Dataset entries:
--- --- ---

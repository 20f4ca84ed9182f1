//! Schema inspection command
//!
//! Usage: roster schema

use clap::Args;
use roster_store::db::bootstrap;
use roster_store::inspect::{table_info, TableInfo};
use roster_store::migrations::applied_migrations;
use roster_store::StoreTarget;

#[derive(Debug, Args)]
pub struct SchemaArgs {
    /// Table to describe
    #[arg(long, default_value = "students")]
    pub table: String,
}

/// Execute schema command
pub fn execute(db: &str, args: SchemaArgs) -> Result<(), Box<dyn std::error::Error>> {
    let target: StoreTarget = db.parse()?;
    let conn = bootstrap(&target)?;

    println!("Store: {}", target);
    println!("Migrations: {}", applied_migrations(&conn)?.join(", "));
    println!();
    print!("{}", render_table(&table_info(&conn, &args.table)?));

    Ok(())
}

fn render_table(info: &TableInfo) -> String {
    let mut out = format!("Table {}\n", info.name);

    for column in &info.columns {
        let mut line = format!("  {} {}", column.name, column.declared_type);
        if column.primary_key {
            line.push_str(" PRIMARY KEY");
        }
        if column.not_null {
            line.push_str(" NOT NULL");
        }
        if let Some(default) = &column.default {
            line.push_str(&format!(" DEFAULT {}", default));
        }
        out.push_str(&line);
        out.push('\n');
    }

    for index in &info.indexes {
        out.push_str(&format!(
            "  INDEX {}{} ({})\n",
            if index.unique { "UNIQUE " } else { "" },
            index.name,
            index.columns.join(", ")
        ));
    }

    out
}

--- --- ---

* What to produce *
Filter the data above down to lines with the word "SchemaArgs", and copy them.

* Your solution *
pub struct SchemaArgs {
pub fn execute(db: &str, args: SchemaArgs) -> Result<(), Box<dyn std::error::Error>> {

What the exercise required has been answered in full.